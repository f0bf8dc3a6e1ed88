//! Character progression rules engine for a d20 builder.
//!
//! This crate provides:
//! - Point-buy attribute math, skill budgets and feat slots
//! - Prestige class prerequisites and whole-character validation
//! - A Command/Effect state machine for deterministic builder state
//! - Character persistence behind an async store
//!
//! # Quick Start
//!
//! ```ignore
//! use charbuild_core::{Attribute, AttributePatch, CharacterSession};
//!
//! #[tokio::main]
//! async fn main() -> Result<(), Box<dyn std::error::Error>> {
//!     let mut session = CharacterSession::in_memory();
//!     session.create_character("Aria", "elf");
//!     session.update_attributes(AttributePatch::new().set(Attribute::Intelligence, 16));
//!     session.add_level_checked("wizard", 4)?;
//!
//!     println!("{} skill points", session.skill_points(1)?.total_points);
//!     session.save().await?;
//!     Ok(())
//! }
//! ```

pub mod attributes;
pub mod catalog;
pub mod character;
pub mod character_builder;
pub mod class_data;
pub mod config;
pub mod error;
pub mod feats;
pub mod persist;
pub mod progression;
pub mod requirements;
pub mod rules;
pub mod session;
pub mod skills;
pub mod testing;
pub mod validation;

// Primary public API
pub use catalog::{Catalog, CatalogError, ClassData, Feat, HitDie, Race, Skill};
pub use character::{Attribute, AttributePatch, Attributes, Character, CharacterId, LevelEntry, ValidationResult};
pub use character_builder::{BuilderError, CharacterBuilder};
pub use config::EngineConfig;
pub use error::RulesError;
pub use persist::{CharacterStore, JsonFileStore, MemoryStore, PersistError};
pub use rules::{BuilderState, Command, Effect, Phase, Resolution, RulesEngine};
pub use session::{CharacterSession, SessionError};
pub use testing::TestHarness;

■ ■ ■ ■ ■

## Your goal
An exact copy of every record above is what's needed here.

## Response box
repository f0bf8dc3a6e1ed88
//! Character progression rules engine for a d20 builder.
//!
//! This crate provides:
//! - Point-buy attribute math, skill budgets and feat slots
//! - Prestige class prerequisites and whole-character validation
//! - A Command/Effect state machine for deterministic builder state
//! - Character persistence behind an async store
//!
//! # Quick Start
//!
//! ```ignore
//! use charbuild_core::{Attribute, AttributePatch, CharacterSession};
//!
//! #[tokio::main]
//! async fn main() -> Result<(), Box<dyn std::error::Error>> {
//!     let mut session = CharacterSession::in_memory();
//!     session.create_character("Aria", "elf");
//!     session.update_attributes(AttributePatch::new().set(Attribute::Intelligence, 16));
//!     session.add_level_checked("wizard", 4)?;
//!
//!     println!("{} skill points", session.skill_points(1)?.total_points);
//!     session.save().await?;
//!     Ok(())
//! }
//! ```

pub mod attributes;
pub mod catalog;
pub mod character;
pub mod character_builder;
pub mod class_data;
pub mod config;
pub mod error;
pub mod feats;
pub mod persist;
pub mod progression;
pub mod requirements;
pub mod rules;
pub mod session;
pub mod skills;
pub mod testing;
pub mod validation;

// Primary public API
pub use catalog::{Catalog, CatalogError, ClassData, Feat, HitDie, Race, Skill};
pub use character::{Attribute, AttributePatch, Attributes, Character, CharacterId, LevelEntry, ValidationResult};
pub use character_builder::{BuilderError, CharacterBuilder};
pub use config::EngineConfig;
pub use error::RulesError;
pub use persist::{CharacterStore, JsonFileStore, MemoryStore, PersistError};
pub use rules::{BuilderState, Command, Effect, Phase, Resolution, RulesEngine};
pub use session::{CharacterSession, SessionError};
pub use testing::TestHarness;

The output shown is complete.